ヒュッ・・・コツン・・・
・・・ヒュッ・・・コツン・・・・・・
飛んでくる豆にいい加減嫌気がさして、豆が飛んでくる方へ顔を向けた。
・・・ヒュッ・・・パシッ・・・
自分目掛けて投げられた豆を、掌で受け止めた。
投げた張本人は、何も無かったかのように豆を一粒つまんで、口へと運んだ。
「貴女はいったい、何がしたいんだ」
「いえね、今日は節分だから豆まきでも、と」
呆れながら言えば、彼女は当然のごとくそう言った。
「だからって、なんで私に・・・」
「だって『鬼』だから」
名前にあるでしょ、『鬼』って、と彼女は言う。
「・・・それは、聞き飽きた」
「ん?」
そんな話は水軍館で嫌というほどに言われた。
去年もそう、一昨年もそう、その前もそう。
別に仲間に言われるのは、そんなに気にならない。
どうせ、節分の日だけだし、誰も本気じゃ無いし。
それでも、彼女に言われると、多少気分が落ち込んでしまう。
・・・もし、彼女に、
「福はー、内ー」
彼女が入口に向かって豆を投げるのを、ぼんやりと見ながら思う。
・・・もし、彼女に、『鬼は外』と言われたら。
「福はー、内ー」
それが決まり文句と分かっていても。
自分の名前に何の関係もないと解っていても。
・・・彼女の口からは聞きたくない。
「鬼もー、内ー」
「!??」
今、彼女は、なんと言った!?
「鬼もー、内ー」
「ちょっと、待った。

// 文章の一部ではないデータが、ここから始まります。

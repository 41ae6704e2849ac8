//! Union-Find (disjoint set) over dense node indices.
//!
//! Path compression plus union by rank, for near O(1) amortized operations.

/// Union-Find data structure with path compression and union by rank.
#[derive(Debug, Clone)]
pub struct UnionFind {
    /// Parent pointers (parent[i] == i for roots).
    parent: Vec<usize>,
    /// Upper bound on tree height, for union by rank.
    rank: Vec<u8>,
    /// Number of disjoint sets.
    components: usize,
}

impl UnionFind {
    /// Create `n` singleton sets.
    pub fn new(n: usize) -> Self {
        Self {
            parent: (0..n).collect(),
            rank: vec![0; n],
            components: n,
        }
    }

    /// Number of elements.
    pub fn len(&self) -> usize {
        self.parent.len()
    }

    /// Check if empty.
    pub fn is_empty(&self) -> bool {
        self.parent.is_empty()
    }

    /// Number of disjoint sets.
    pub fn components(&self) -> usize {
        self.components
    }

    /// Representative of `x`'s set.
    pub fn find(&mut self, x: usize) -> usize {
        let mut root = x;
        while self.parent[root] != root {
            root = self.parent[root];
        }

        // Point every node on the path directly at the root.
        let mut node = x;
        while self.parent[node] != root {
            let next = self.parent[node];
            self.parent[node] = root;
            node = next;
        }

        root
    }

    /// Merge the sets containing `x` and `y`.
    ///
    /// Returns false if they were already in the same set.
    pub fn union(&mut self, x: usize, y: usize) -> bool {
        let rx = self.find(x);
        let ry = self.find(y);
        if rx == ry {
            return false;
        }

        match self.rank[rx].cmp(&self.rank[ry]) {
            std::cmp::Ordering::Less => self.parent[rx] = ry,
            std::cmp::Ordering::Greater => self.parent[ry] = rx,
            std::cmp::Ordering::Equal => {
                self.parent[ry] = rx;
                self.rank[rx] += 1;
            }
        }
        self.components -= 1;
        true
    }

    /// Whether `x` and `y` are in the same set.
    pub fn connected(&mut self, x: usize, y: usize) -> bool {
        self.find(x) == self.find(y)
    }
}
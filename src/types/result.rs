//! Result objects produced by the algorithms.

use std::collections::BTreeMap;

use serde::Serialize;

/// A point-to-point shortest path.
#[derive(Debug, Clone, PartialEq, Serialize)]
pub struct PathResult {
    /// Node IDs from source to target, both inclusive.
    pub path: Vec<u64>,
    /// Sum of the traversed edge weights.
    pub distance: f64,
}

impl PathResult {
    /// Number of edges traversed.
    pub fn hops(&self) -> usize {
        self.path.len().saturating_sub(1)
    }
}

/// An edge selected into a spanning tree, in its original orientation.
#[derive(Debug, Clone, Copy, PartialEq, Serialize)]
pub struct TreeEdge {
    pub from: u64,
    pub to: u64,
    pub weight: f64,
}

/// A minimum spanning tree, or forest when the projection is disconnected.
#[derive(Debug, Clone, PartialEq, Serialize)]
pub struct TreeResult {
    /// Selected edges, in the order the algorithm accepted them.
    pub edges: Vec<TreeEdge>,
    /// Sum of the selected edge weights across all components.
    pub total_weight: f64,
    /// Number of trees in the forest (isolated nodes count as one each).
    pub components: usize,
}

impl TreeResult {
    /// True when the whole graph is spanned by a single tree.
    pub fn is_spanning_tree(&self) -> bool {
        self.components <= 1
    }
}

/// Maximum flow between a source and a sink.
#[derive(Debug, Clone, PartialEq, Serialize)]
pub struct FlowResult {
    /// Total flow leaving the source.
    pub value: f64,
    /// Flow per ordered pair `from -> to -> flow`, summed over parallel edges.
    pub flows: BTreeMap<u64, BTreeMap<u64, f64>>,
    /// Flow on each original edge, indexed like `Graph::edges()`.
    #[serde(skip)]
    pub edge_flows: Vec<f64>,
    /// Source side of a minimum cut: nodes still reachable in the final residual graph.
    pub min_cut: Vec<u64>,
}

impl FlowResult {
    /// Flow pushed from `from` to `to` across all parallel edges.
    pub fn flow_between(&self, from: u64, to: u64) -> f64 {
        self.flows
            .get(&from)
            .and_then(|row| row.get(&to))
            .copied()
            .unwrap_or(0.0)
    }
}

/// Distance and path to one node reached from a single source.
#[derive(Debug, Clone, PartialEq, Serialize)]
pub struct Reached {
    pub distance: f64,
    pub path: Vec<u64>,
}

/// Single-source shortest paths, or the negative cycle that prevents them.
#[derive(Debug, Clone, PartialEq, Serialize)]
pub struct SingleSourceResult {
    /// The source the distances are measured from.
    pub source: u64,
    /// Every reachable node. Empty when a negative cycle was found.
    pub reached: BTreeMap<u64, Reached>,
    /// Node IDs of a negative cycle reachable from the source, in cycle order.
    #[serde(skip_serializing_if = "Option::is_none")]
    pub negative_cycle: Option<Vec<u64>>,
}

impl SingleSourceResult {
    /// True when a negative cycle reachable from the source was found.
    pub fn has_negative_cycle(&self) -> bool {
        self.negative_cycle.is_some()
    }

    /// Distance to `id`, or `None` when unreachable.
    pub fn distance(&self, id: u64) -> Option<f64> {
        self.reached.get(&id).map(|r| r.distance)
    }

    /// Path to `id` as a [`PathResult`], or `None` when unreachable.
    pub fn path_to(&self, id: u64) -> Option<PathResult> {
        self.reached.get(&id).map(|r| PathResult {
            path: r.path.clone(),
            distance: r.distance,
        })
    }

    /// Number of reachable nodes, the source included.
    pub fn reachable_count(&self) -> usize {
        self.reached.len()
    }
}
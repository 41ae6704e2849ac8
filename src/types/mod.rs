//! All data types for the netgraph library.

pub mod edge;
pub mod error;
pub mod node;
pub mod result;

pub use edge::{Edge, UndirectedEdge};
pub use error::{ErrorKind, ErrorReport, GraphError, GraphResult};
pub use node::Node;
pub use result::{FlowResult, PathResult, Reached, SingleSourceResult, TreeEdge, TreeResult};

/// Residual capacity at or below this is treated as saturated by max-flow.
pub const DEFAULT_FLOW_EPSILON: f64 = 1e-9;

/// Default number of rows/columns shown from a distance matrix.
pub const DEFAULT_MATRIX_WINDOW: usize = 10;

/// Default number of reachable nodes shown from a single-source result.
pub const DEFAULT_REACHABLE_SAMPLE: usize = 10;

/// Default cap on nodes sent to a display.
pub const DEFAULT_MAX_VISUAL_NODES: usize = 200;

・・・なんで、『鬼も内』?」
「・・・だって、『外』って言ったら、貴方しょげるでしょ?」
くすくす、と彼女が笑う。
「・・・それじゃあ、豆まきの意味が無いじゃないか」
「それは、大丈夫よ」
彼女が隣に寄ってきて、言葉を続ける。
「だって、本当の『鬼』が来たら、貴方が追い払ってくれるでしょ?」
だから、私の家は鬼が入っても平気なのよ、と彼女は言った。